*Task item:*
In the records that follow, find the line with "let rows: Vec<Row> = app"; from there, retype every line exactly through the line with "let table = Table::new(rows, [Constraint::Percentage(100)])", which also belongs to the answer.

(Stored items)
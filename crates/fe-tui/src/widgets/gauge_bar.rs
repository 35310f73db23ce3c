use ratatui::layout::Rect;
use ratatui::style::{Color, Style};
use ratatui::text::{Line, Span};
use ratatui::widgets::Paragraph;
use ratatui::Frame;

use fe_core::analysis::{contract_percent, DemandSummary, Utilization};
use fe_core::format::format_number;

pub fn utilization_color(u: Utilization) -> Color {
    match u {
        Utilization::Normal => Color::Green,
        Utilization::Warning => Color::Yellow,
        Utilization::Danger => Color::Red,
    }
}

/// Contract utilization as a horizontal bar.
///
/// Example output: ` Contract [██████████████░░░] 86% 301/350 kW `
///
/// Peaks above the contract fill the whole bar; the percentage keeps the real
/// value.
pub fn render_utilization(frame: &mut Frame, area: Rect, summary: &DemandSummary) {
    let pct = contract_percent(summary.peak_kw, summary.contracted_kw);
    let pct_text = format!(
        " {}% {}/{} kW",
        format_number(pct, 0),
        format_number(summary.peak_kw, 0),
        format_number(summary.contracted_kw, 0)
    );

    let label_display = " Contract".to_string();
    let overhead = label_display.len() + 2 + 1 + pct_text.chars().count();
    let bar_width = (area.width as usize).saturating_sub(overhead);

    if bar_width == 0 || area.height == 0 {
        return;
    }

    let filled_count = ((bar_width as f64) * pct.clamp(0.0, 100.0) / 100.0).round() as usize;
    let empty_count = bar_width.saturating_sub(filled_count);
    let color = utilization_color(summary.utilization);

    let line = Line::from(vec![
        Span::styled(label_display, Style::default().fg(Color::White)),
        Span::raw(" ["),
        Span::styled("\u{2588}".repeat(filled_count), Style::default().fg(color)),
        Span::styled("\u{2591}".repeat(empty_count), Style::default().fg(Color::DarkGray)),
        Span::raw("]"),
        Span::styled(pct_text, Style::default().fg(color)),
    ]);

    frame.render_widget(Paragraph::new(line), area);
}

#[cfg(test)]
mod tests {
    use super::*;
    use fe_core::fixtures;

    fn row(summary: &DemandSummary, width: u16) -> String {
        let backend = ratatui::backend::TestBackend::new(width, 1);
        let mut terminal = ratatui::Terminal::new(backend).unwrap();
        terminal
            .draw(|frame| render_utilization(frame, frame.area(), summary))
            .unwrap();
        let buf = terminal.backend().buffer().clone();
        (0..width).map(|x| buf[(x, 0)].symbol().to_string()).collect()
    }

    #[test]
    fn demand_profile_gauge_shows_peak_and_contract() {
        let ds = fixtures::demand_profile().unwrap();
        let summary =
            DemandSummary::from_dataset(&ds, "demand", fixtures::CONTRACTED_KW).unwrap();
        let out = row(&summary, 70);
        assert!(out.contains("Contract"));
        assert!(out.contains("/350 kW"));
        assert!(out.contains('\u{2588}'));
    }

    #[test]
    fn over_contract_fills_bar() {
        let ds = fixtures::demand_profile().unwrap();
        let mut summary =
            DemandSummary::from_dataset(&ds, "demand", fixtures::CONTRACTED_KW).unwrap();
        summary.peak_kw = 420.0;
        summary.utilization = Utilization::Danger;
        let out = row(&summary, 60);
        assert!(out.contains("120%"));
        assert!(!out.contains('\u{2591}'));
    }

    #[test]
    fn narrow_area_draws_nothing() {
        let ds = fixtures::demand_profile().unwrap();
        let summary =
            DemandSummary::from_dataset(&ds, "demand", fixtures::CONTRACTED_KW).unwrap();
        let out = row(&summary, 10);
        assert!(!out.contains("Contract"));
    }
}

--

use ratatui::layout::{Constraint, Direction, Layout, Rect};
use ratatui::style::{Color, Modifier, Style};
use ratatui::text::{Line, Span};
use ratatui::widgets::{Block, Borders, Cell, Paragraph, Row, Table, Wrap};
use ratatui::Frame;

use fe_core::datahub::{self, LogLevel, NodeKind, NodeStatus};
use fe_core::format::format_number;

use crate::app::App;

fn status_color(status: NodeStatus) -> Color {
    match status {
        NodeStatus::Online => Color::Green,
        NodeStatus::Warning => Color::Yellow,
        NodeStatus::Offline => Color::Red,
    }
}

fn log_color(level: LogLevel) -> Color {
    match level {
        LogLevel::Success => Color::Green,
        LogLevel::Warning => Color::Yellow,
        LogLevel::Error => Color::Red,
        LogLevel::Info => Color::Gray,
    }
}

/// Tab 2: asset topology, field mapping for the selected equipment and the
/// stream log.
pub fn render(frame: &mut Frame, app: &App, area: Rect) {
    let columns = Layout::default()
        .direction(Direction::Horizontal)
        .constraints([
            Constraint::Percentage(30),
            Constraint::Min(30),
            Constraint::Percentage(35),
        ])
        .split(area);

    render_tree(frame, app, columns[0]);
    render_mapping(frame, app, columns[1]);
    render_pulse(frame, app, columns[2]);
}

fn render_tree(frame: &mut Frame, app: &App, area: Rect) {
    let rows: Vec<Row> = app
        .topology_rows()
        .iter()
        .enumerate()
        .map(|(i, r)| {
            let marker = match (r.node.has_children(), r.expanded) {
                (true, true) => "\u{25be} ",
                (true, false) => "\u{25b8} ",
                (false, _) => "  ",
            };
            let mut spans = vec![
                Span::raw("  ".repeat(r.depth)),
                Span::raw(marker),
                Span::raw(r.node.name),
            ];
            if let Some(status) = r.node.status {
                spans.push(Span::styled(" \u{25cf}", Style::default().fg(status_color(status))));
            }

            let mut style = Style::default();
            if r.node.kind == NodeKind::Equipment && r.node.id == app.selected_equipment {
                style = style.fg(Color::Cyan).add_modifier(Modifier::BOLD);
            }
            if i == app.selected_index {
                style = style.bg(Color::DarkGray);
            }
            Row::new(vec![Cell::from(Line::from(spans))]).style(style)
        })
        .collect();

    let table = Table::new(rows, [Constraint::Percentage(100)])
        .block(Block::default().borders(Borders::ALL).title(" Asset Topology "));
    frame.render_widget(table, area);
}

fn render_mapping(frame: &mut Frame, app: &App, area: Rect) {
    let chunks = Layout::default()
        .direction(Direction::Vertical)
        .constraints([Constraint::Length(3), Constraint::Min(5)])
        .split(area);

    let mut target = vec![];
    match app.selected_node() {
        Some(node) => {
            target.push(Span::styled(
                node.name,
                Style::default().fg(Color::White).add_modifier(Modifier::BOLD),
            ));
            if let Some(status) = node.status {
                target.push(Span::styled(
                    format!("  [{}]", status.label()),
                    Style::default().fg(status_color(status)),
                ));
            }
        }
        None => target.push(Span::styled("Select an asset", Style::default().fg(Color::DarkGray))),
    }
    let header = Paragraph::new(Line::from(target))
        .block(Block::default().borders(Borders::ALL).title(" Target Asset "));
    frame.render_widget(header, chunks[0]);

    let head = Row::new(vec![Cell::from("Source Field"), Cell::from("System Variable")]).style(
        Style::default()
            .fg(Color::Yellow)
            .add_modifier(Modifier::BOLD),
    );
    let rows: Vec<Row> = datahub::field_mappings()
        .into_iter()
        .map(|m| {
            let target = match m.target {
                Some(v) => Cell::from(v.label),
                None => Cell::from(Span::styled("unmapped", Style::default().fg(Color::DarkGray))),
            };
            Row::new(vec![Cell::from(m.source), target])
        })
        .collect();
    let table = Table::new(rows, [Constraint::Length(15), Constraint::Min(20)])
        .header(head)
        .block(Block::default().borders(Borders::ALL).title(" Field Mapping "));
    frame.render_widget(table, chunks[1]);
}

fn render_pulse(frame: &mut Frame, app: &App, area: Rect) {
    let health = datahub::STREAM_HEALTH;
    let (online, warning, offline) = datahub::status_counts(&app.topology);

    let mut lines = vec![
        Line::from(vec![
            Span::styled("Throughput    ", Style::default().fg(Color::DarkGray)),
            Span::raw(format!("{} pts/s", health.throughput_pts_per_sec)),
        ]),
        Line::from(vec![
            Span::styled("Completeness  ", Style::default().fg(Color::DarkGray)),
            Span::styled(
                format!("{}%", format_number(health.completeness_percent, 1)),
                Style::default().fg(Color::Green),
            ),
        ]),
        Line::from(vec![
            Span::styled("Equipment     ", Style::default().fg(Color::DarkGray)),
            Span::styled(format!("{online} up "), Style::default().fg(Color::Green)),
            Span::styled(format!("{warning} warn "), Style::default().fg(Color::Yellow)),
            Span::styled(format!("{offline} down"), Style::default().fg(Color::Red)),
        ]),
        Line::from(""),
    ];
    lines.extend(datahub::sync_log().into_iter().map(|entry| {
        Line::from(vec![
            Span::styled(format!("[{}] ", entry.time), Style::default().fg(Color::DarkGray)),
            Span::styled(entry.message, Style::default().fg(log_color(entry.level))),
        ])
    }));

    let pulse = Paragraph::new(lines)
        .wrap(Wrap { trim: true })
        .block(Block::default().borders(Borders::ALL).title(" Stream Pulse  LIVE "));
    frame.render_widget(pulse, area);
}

*Task output:*
    let rows: Vec<Row> = app
        .topology_rows()
        .iter()
        .enumerate()
        .map(|(i, r)| {
            let marker = match (r.node.has_children(), r.expanded) {
                (true, true) => "\u{25be} ",
                (true, false) => "\u{25b8} ",
                (false, _) => "  ",
            };
            let mut spans = vec![
                Span::raw("  ".repeat(r.depth)),
                Span::raw(marker),
                Span::raw(r.node.name),
            ];
            if let Some(status) = r.node.status {
                spans.push(Span::styled(" \u{25cf}", Style::default().fg(status_color(status))));
            }

            let mut style = Style::default();
            if r.node.kind == NodeKind::Equipment && r.node.id == app.selected_equipment {
                style = style.fg(Color::Cyan).add_modifier(Modifier::BOLD);
            }
            if i == app.selected_index {
                style = style.bg(Color::DarkGray);
            }
            Row::new(vec![Cell::from(Line::from(spans))]).style(style)
        })
        .collect();

    let table = Table::new(rows, [Constraint::Percentage(100)])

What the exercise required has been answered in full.